▸ **Assignment**: Give back all the data below exactly as it is shown.

▸ **Source data**:

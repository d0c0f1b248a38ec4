use sound_core::{element_coordinate, Coordinate, Viewport};
use wasm_bindgen::closure::Closure;
use wasm_bindgen::{JsCast, JsValue};
use wasm_bindgen_futures::JsFuture;
use web_sys as web;

/// Attach a click handler to `#element_id`. The closure is handed back so the
/// caller can detach it later.
pub fn add_click_listener(
    document: &web::Document,
    element_id: &str,
    mut handler: impl FnMut() + 'static,
) -> Option<(web::Element, Closure<dyn FnMut()>)> {
    let el = document.get_element_by_id(element_id)?;
    let closure = Closure::wrap(Box::new(move || handler()) as Box<dyn FnMut()>);
    if let Err(e) = el.add_event_listener_with_callback("click", closure.as_ref().unchecked_ref()) {
        log::warn!("click listener on #{} failed: {:?}", element_id, e);
        return None;
    }
    Some((el, closure))
}

#[inline]
fn js_f64(v: Result<JsValue, JsValue>) -> f64 {
    v.ok().and_then(|v| v.as_f64()).unwrap_or(0.0)
}

/// Snapshot of the window size and scroll offsets.
pub fn current_viewport() -> Viewport {
    match web::window() {
        Some(w) => Viewport {
            width: js_f64(w.inner_width()),
            height: js_f64(w.inner_height()),
            scroll_x: w.scroll_x().unwrap_or(0.0),
            scroll_y: w.scroll_y().unwrap_or(0.0),
        },
        None => Viewport::default(),
    }
}

#[inline]
pub fn element_document_coordinate(el: &web::Element, viewport: &Viewport) -> Coordinate {
    let rect = el.get_bounding_client_rect();
    element_coordinate(rect.left(), rect.top(), viewport)
}

/// Resolve after the browser's next animation frame, i.e. once pending DOM
/// mutations have been through a render pass.
pub async fn next_frame() -> anyhow::Result<()> {
    let promise = js_sys::Promise::new(&mut |resolve, _reject| match web::window() {
        Some(w) => {
            if w.request_animation_frame(&resolve).is_err() {
                let _ = resolve.call0(&JsValue::NULL);
            }
        }
        None => {
            let _ = resolve.call0(&JsValue::NULL);
        }
    });
    JsFuture::from(promise)
        .await
        .map_err(|e| anyhow::anyhow!("animation frame: {:?}", e))?;
    Ok(())
}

▸ **Written solution**:
repository d0c0f1b248a38ec4
use sound_core::{element_coordinate, Coordinate, Viewport};
use wasm_bindgen::closure::Closure;
use wasm_bindgen::{JsCast, JsValue};
use wasm_bindgen_futures::JsFuture;
use web_sys as web;

/// Attach a click handler to `#element_id`. The closure is handed back so the
/// caller can detach it later.
pub fn add_click_listener(
    document: &web::Document,
    element_id: &str,
    mut handler: impl FnMut() + 'static,
) -> Option<(web::Element, Closure<dyn FnMut()>)> {
    let el = document.get_element_by_id(element_id)?;
    let closure = Closure::wrap(Box::new(move || handler()) as Box<dyn FnMut()>);
    if let Err(e) = el.add_event_listener_with_callback("click", closure.as_ref().unchecked_ref()) {
        log::warn!("click listener on #{} failed: {:?}", element_id, e);
        return None;
    }
    Some((el, closure))
}

#[inline]
fn js_f64(v: Result<JsValue, JsValue>) -> f64 {
    v.ok().and_then(|v| v.as_f64()).unwrap_or(0.0)
}

/// Snapshot of the window size and scroll offsets.
pub fn current_viewport() -> Viewport {
    match web::window() {
        Some(w) => Viewport {
            width: js_f64(w.inner_width()),
            height: js_f64(w.inner_height()),
            scroll_x: w.scroll_x().unwrap_or(0.0),
            scroll_y: w.scroll_y().unwrap_or(0.0),
        },
        None => Viewport::default(),
    }
}

#[inline]
pub fn element_document_coordinate(el: &web::Element, viewport: &Viewport) -> Coordinate {
    let rect = el.get_bounding_client_rect();
    element_coordinate(rect.left(), rect.top(), viewport)
}

/// Resolve after the browser's next animation frame, i.e. once pending DOM
/// mutations have been through a render pass.
pub async fn next_frame() -> anyhow::Result<()> {
    let promise = js_sys::Promise::new(&mut |resolve, _reject| match web::window() {
        Some(w) => {
            if w.request_animation_frame(&resolve).is_err() {
                let _ = resolve.call0(&JsValue::NULL);
            }
        }
        None => {
            let _ = resolve.call0(&JsValue::NULL);
        }
    });
    JsFuture::from(promise)
        .await
        .map_err(|e| anyhow::anyhow!("animation frame: {:?}", e))?;
    Ok(())
}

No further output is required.